Remembering Denny Darnell

The dean of motorsports public relations died Saturday, leaving a lot of friends, a lot of memories.

Remembering Denny Darnell

Editor’s note: I was no kid when I started covering professional motorsports, but even then I was a little intimidated by the big, seemingly gruff, even-then white-haired guy named Denny Darnell, who seemed to be running things, whether I saw him in the NASCAR or NHRA press rooms. So I kept my distance. That was my loss. By the time I got to know Denny, I realized I had missed out on years of friendship with one of the true good guys in our business, a genuine professional whose personal motto always seemed to be Do The Right Thing, And To Hell With The Consequences. Denny had a personal compass, and that’s what it pointed to.

We liked, and occasionally disliked, the same people. We respected those who earned it. We appreciated hard work, and were angry when it wasn’t properly rewarded. Every time I saw Denny, a fellow Tennessean, I got a wordless lesson in how a man is supposed to shake your hand. Even after he retired a year ago, we kept in touch. One of the last emails I got from him: “It’s been a pleasure working with a true journalist.” I emailed back: “Coming from you, that means a hell of a lot.” I meant it. I’ll miss him very much.

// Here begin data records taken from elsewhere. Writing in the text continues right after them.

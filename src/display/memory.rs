//! In-memory display server.
//!
//! Every request is rasterized into `vello_cpu::Pixmap` buffers and appended to a call log,
//! so the whole compositing pipeline can run (and be inspected) without a real server.

use std::collections::{HashMap, HashSet};

use crate::display::raster::{self, PixelView, Px};
use crate::display::{
    CompositeArgs, DisplayServer, Filter, PictFormat, PictOp, PictureId, PixmapId, TextureDraw,
    TextureId, WindowId,
};
use crate::foundation::core::{Color, Rect, Rgba8Premul};
use crate::foundation::error::{WincompError, WincompResult};
use crate::foundation::math::{Fixed, opacity_to_u8};
use crate::region::Region;

/// One request received by a [`MemoryServer`], in arrival order.
#[derive(Clone, Debug, PartialEq)]
pub enum ServerCall {
    /// `create_pixmap` succeeded.
    CreatePixmap {
        /// Handle handed back to the caller.
        pixmap: PixmapId,
        /// Bits per pixel: 8 for masks, 24 or 32 for colour.
        depth: u8,
        /// Requested size, never zero.
        width: i32,
        /// See `width`.
        height: i32,
    },
    /// `free_pixmap`.
    FreePixmap(PixmapId),
    /// `name_window_pixmap` succeeded.
    NameWindowPixmap {
        /// Window whose contents were named.
        window: WindowId,
        /// Pixmap now holding those contents.
        pixmap: PixmapId,
    },
    /// `put_image_a8`.
    PutImage {
        /// A8 pixmap receiving the upload.
        pixmap: PixmapId,
        /// Uploaded rows are this many bytes wide.
        width: i32,
        /// Number of uploaded rows.
        height: i32,
    },
    /// `create_picture` succeeded.
    CreatePicture {
        /// Handle handed back to the caller.
        picture: PictureId,
        /// Pixmap the picture reads and writes.
        pixmap: PixmapId,
        /// How the pixmap bytes are interpreted.
        format: PictFormat,
    },
    /// `free_picture`.
    FreePicture(PictureId),
    /// `composite`.
    Composite(CompositeArgs),
    /// `fill_rectangles`.
    FillRectangles {
        /// Blend rule; `Src` overwrites, `Over` blends.
        op: PictOp,
        /// Picture being filled, subject to its clip.
        dst: PictureId,
        /// Fill color.
        color: Color,
        /// Filled rectangles.
        rects: Vec<Rect>,
    },
    /// `set_picture_filter`; `convolution` is false for the nearest reset.
    SetFilter {
        /// Source picture whose sampling changed.
        picture: PictureId,
        /// Whether a convolution kernel was installed.
        convolution: bool,
    },
    /// `set_picture_clip_region`, with the region already offset.
    SetClip {
        /// Destination picture that was clipped.
        picture: PictureId,
        /// Clip in picture coordinates.
        region: Region,
    },
    /// `bind_texture` succeeded.
    BindTexture {
        /// Handle handed back to the caller.
        texture: TextureId,
        /// Pixmap the texture samples from.
        pixmap: PixmapId,
    },
    /// `release_texture`.
    ReleaseTexture(TextureId),
    /// `gl_set_clip`.
    GlSetClip(Region),
    /// `gl_draw_texture`.
    GlDraw {
        /// Texture that was sampled.
        texture: TextureId,
        /// Framebuffer rectangle covered by the quad.
        dst: Rect,
        /// Depth the quad was drawn at.
        z: f32,
        /// Channel multiplier used for the draw.
        opacity: f64,
        /// Whether colours were inverted.
        invert: bool,
        /// Framebuffer region the draw was limited to, if any.
        region: Option<Region>,
    },
    /// `gl_dim`.
    GlDim {
        /// Framebuffer rectangle darkened.
        rect: Rect,
        /// Depth, just below the window it dims.
        z: f32,
        /// Alpha of the black overlay.
        opacity: f64,
    },
    /// `gl_copy_to_texture` succeeded.
    GlCopyToTexture {
        /// Texture holding the copy.
        texture: TextureId,
        /// Copied framebuffer area.
        rect: Rect,
    },
    /// `gl_convolve_texture`.
    GlConvolve(TextureId),
    /// `gl_wait`.
    GlWait {
        /// `glFinish` rather than flush.
        finish: bool,
    },
    /// `gl_swap_buffers`.
    SwapBuffers,
    /// `wait_vblank`.
    WaitVblank,
    /// `fence_sync`.
    FenceSync,
    /// `sync`.
    Sync,
    /// `flush`.
    Flush,
}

Someone who knew Denny far better than I is Scott Sebastian, presently Vice-President of Public Relations and Marketing for Motorsport.com, who worked directly with Denny. In the photo above, the guys in the white shirts – not sure I ever saw Denny in anything but a white shirt are, from left, Sebastian, fellow PR pro Jimmy White, and Denny Darnell, with, of course, Brad Keselowski after he won the NASCAR championship. Below, Scott shares his memories of Denny Darnell. RIP, buddy.

- Steven Cole Smith

Goodbye, old friend The motorsports industry lost a true friend Saturday afternoon when the news arrived that PR veteran Denny Darnell had passed away suddenly in Virginia. Denny was a great friend, mentor, confidant and I miss him dearly. I was blessed to have worked alongside him for seven years (2008-2013), managing motor sports public relations for Chrysler, via its Dodge, Ram and SRT brands. I was honored to call him a friend. I was privileged to call him my boss.

Denny will mostly be remembered for his public relations leadership with RJ Reynolds Tobacco Company, leading the explosion of news coverage for NASCAR in the 1990's. In his tenure with Chrysler, he never wanted the glory, only the respect that his team was recognized for in their hard work and efforts in managing news process. He valued the process, respected the people and was prideful in the product. Denny was a legend in motorsports public relations.

I think about Darnell PR disciples Rob Goodman, Paul Kelly, David Hart, John Ewert, Jimmy White and Ryan Barry, who shared Denny's passion for journalism, the media and the process of "doing it right." Denny was a tough son-of-a-bitch. And for those who were on the wrong side of his opinion, you understood his passion and desire about why character and credibility were so important in managing the media.

Denny never walked into a room: He kicked the door down and took charge. Hundreds of folks like me who have had the pleasure to work alongside of Denny understand how difficult words are to come by right now. Quite simply, Denny Darnell was a true son, father and grandfather who shared his passion for life through his work and set a standard of excellence for all to aspire.  Denny was a friend, a mentor and an inspiration for those who shared his love for journalism and public relations.

Do it right. Be accurate. Respect the trade.  Denny demanded it and there was no argument otherwise.

I think about veteran writers David Poole, Monty Dutton, Louis Brewster, Jim Pedley and next-generation scribes Nate Ryan, David Caraviello and Jim Utter, who all were called to a "sermon of Darnell" about how things needed to be done in covering the news. From his thick Tennessee accent that stuttered and stammered nearly every opening sentence to his "caution on the freeway" bursts inside the media center, Denny loved his work, his colleagues and most of all, his family.

Tonight I think about Rob Goodman, John Ewert, Jimmy White and David Hart and many others whose talents were shaped and molded by the "The General."

I'm saddened that he will never again eat at Sambo's or gobble down one more double-double, animal style from In-N-Out. 

I will miss our Sunday walks down pit lane and lunches in the Dodge motor coach with Howard Comstock, arguing about why he believed Steve Spurrier was the best game-day coach in college football. 

I think about Chad Willis and Jimmy Holder and all the Sprint folks who worked along side Denny at RJR, whose lives were guided by his leadership.

I'm saddened that colleagues Debby Robinson, Nancy Wager, Judy Dominik, Dan Zacharias, Matt Fancett, Lisa Hughes Kennedy, Pam Jansen, Marc Spiegel and other PR friends will never share more trackside tales. 

But most of all I think about his wife Jean and his son Trey, the two loves of his life that will never hear an "I love you babe" and "I love you son" after every telephone call. 

Rest in peace, boss. Thank you for your love, guidance and friendship. We all are going to miss you.